======== Data extracts ========
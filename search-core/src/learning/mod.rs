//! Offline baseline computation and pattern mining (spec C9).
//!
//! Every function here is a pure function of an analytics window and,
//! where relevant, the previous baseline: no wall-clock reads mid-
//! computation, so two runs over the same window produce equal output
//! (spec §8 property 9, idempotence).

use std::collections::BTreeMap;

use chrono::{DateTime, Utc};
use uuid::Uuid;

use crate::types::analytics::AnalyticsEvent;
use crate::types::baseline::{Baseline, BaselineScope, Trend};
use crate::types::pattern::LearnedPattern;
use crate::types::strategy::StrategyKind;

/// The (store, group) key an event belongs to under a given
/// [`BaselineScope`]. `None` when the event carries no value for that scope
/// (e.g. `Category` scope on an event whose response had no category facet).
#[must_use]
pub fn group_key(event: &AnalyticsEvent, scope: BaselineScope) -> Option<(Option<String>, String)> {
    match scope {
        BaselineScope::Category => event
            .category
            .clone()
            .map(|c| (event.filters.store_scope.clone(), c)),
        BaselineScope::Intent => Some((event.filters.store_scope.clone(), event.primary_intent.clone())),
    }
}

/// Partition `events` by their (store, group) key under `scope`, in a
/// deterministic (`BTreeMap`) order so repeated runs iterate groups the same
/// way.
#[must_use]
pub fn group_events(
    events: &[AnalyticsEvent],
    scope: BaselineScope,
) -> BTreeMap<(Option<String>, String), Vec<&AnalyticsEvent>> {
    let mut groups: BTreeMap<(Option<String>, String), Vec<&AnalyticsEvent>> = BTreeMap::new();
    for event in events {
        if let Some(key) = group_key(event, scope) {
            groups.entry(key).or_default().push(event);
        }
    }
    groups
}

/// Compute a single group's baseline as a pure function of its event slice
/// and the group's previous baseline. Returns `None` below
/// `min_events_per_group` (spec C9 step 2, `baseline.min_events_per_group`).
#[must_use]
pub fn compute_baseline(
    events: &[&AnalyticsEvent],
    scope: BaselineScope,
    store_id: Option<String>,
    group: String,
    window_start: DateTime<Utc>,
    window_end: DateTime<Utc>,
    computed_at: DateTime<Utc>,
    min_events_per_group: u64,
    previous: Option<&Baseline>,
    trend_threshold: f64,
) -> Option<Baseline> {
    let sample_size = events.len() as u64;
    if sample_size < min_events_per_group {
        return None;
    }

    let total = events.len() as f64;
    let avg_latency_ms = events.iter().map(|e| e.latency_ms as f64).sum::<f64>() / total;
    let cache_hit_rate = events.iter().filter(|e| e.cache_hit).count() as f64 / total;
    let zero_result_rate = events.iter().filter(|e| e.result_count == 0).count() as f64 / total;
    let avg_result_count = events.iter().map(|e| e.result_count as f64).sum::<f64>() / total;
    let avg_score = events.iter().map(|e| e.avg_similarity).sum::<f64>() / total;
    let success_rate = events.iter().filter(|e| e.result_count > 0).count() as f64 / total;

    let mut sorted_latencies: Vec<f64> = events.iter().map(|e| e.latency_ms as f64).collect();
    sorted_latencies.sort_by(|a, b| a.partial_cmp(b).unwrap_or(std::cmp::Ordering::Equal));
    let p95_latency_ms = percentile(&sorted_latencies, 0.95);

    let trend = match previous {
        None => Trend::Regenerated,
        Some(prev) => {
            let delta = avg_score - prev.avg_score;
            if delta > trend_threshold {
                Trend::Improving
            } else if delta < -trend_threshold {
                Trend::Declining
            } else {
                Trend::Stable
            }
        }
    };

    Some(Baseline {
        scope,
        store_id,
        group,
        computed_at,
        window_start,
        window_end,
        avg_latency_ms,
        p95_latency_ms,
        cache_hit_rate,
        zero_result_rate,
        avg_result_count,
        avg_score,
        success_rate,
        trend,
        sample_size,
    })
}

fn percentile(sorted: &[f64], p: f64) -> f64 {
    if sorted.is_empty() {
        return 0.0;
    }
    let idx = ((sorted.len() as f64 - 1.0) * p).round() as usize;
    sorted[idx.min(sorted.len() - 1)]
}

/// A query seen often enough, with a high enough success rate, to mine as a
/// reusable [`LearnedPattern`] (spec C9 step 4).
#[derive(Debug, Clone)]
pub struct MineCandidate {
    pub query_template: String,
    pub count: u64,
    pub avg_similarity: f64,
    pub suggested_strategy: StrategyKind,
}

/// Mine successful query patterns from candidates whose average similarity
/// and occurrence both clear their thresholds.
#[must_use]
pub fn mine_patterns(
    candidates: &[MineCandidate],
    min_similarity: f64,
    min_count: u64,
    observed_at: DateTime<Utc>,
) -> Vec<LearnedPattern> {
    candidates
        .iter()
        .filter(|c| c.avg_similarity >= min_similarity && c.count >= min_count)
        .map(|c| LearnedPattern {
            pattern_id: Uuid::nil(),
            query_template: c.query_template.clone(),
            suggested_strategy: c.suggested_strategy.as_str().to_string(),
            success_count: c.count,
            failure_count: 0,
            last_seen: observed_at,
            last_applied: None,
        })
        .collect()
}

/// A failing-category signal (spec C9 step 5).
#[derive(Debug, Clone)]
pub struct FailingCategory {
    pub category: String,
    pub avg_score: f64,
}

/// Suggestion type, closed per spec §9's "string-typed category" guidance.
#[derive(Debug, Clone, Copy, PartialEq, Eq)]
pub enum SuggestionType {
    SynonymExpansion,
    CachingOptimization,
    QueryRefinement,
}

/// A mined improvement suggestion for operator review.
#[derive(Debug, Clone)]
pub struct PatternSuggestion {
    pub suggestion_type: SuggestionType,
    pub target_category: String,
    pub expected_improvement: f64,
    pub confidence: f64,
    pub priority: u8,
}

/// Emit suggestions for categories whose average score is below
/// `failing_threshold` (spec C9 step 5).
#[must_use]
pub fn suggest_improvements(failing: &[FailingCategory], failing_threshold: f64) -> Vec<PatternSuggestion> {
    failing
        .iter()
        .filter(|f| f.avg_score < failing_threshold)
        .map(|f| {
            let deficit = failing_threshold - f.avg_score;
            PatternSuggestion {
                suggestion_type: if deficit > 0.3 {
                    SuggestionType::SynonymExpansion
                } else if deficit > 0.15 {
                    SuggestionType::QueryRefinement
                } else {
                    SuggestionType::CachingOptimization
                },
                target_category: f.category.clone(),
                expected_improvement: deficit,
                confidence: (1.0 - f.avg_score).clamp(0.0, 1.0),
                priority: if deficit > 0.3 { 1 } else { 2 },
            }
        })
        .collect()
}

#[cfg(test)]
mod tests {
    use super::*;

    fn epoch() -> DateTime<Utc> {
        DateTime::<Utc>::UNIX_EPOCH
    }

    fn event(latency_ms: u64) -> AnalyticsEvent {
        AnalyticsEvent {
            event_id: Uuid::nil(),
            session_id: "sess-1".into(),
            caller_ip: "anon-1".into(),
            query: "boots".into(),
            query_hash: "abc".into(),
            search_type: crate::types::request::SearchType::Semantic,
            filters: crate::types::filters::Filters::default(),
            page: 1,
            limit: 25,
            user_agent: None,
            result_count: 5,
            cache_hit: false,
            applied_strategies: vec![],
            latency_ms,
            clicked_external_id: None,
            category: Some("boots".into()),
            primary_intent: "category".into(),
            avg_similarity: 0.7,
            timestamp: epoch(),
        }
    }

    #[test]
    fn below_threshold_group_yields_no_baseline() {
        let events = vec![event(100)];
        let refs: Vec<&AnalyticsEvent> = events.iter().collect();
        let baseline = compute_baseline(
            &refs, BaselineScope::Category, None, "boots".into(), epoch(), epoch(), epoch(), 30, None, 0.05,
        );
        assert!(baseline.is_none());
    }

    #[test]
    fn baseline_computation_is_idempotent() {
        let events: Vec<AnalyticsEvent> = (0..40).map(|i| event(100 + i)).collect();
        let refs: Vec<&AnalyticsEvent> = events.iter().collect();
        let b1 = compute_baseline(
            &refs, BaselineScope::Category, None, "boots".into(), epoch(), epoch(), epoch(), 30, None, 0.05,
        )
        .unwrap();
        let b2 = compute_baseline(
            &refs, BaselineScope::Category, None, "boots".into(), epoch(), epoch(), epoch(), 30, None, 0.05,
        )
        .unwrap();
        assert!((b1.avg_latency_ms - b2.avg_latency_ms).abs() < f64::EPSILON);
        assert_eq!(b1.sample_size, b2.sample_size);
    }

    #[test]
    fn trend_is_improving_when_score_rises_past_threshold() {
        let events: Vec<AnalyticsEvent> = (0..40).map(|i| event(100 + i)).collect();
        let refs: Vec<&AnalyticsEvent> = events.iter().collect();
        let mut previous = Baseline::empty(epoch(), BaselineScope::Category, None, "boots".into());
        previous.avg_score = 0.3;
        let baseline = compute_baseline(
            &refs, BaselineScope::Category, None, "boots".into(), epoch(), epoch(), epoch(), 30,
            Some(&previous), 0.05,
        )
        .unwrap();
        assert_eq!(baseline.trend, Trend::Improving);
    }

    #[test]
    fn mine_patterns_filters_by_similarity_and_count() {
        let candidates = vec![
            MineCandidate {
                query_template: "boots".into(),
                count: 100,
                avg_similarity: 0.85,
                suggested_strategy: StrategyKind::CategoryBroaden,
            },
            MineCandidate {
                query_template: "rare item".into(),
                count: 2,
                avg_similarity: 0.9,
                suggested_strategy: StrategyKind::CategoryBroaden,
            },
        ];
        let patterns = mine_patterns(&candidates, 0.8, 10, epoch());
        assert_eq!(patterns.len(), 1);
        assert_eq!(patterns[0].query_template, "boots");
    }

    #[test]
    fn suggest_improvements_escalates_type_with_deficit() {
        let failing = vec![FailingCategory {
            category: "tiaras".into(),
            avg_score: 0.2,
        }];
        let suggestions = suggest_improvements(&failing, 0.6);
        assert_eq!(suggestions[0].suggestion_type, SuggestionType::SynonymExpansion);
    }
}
========
Task directions: Scan the data above and copy every line with "Option" in it.

Answer space:
pub fn group_key(event: &AnalyticsEvent, scope: BaselineScope) -> Option<(Option<String>, String)> {
) -> BTreeMap<(Option<String>, String), Vec<&AnalyticsEvent>> {
    let mut groups: BTreeMap<(Option<String>, String), Vec<&AnalyticsEvent>> = BTreeMap::new();
    store_id: Option<String>,
    previous: Option<&Baseline>,
) -> Option<Baseline> {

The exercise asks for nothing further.